→ **TASK DESCRIPTION**: Go through the entries below. Copy each line in which "while" appears.

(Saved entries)
>>>>
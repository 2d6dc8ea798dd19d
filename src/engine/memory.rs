//! Process-memory probe and backpressure throttle.

use std::sync::Mutex;
use std::time::Duration;
use sysinfo::{Pid, ProcessesToUpdate, System};
use tokio::time::sleep;

/// Poll interval while waiting for memory pressure to ease.
const POLL_INTERVAL: Duration = Duration::from_millis(100);

/// Upper bound on a single backpressure wait. Throttling must never turn
/// into a hard block: after this the task proceeds regardless.
const MAX_WAIT: Duration = Duration::from_secs(5);

/// Samples this process's resident memory.
#[derive(Debug)]
pub(crate) struct MemoryProbe {
    system: Mutex<System>,
    pid: Pid,
}

impl MemoryProbe {
    pub fn new() -> Self {
        Self {
            system: Mutex::new(System::new()),
            pid: Pid::from_u32(std::process::id()),
        }
    }

    /// Current resident memory of this process in megabytes.
    pub fn usage_mb(&self) -> u64 {
        let mut system = match self.system.lock() {
            Ok(guard) => guard,
            Err(poisoned) => poisoned.into_inner(),
        };
        system.refresh_processes(ProcessesToUpdate::Some(&[self.pid]));
        system
            .process(self.pid)
            .map(|process| process.memory() / (1024 * 1024))
            .unwrap_or(0)
    }

    /// Throttle while resident memory exceeds `max_memory_mb`.
    ///
    /// Polls at a fixed interval up to a bounded maximum wait, then proceeds
    /// regardless of pressure.
    pub async fn wait_for_headroom(&self, max_memory_mb: u64) {
        let mut waited = Duration::ZERO;

        while waited < MAX_WAIT {
            let usage = self.usage_mb();
            if usage <= max_memory_mb {
                return;
            }

            tracing::debug!(
                "memory pressure: {}MB used, {}MB allowed, throttling",
                usage,
                max_memory_mb
            );
            sleep(POLL_INTERVAL).await;
            waited += POLL_INTERVAL;
        }

        tracing::warn!(
            "memory still above {}MB after {:?}, proceeding anyway",
            max_memory_mb,
            MAX_WAIT
        );
    }
}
<<<<
→ **RESPONSE TO THIS TASK**:
/// Poll interval while waiting for memory pressure to ease.
    /// Throttle while resident memory exceeds `max_memory_mb`.
        while waited < MAX_WAIT {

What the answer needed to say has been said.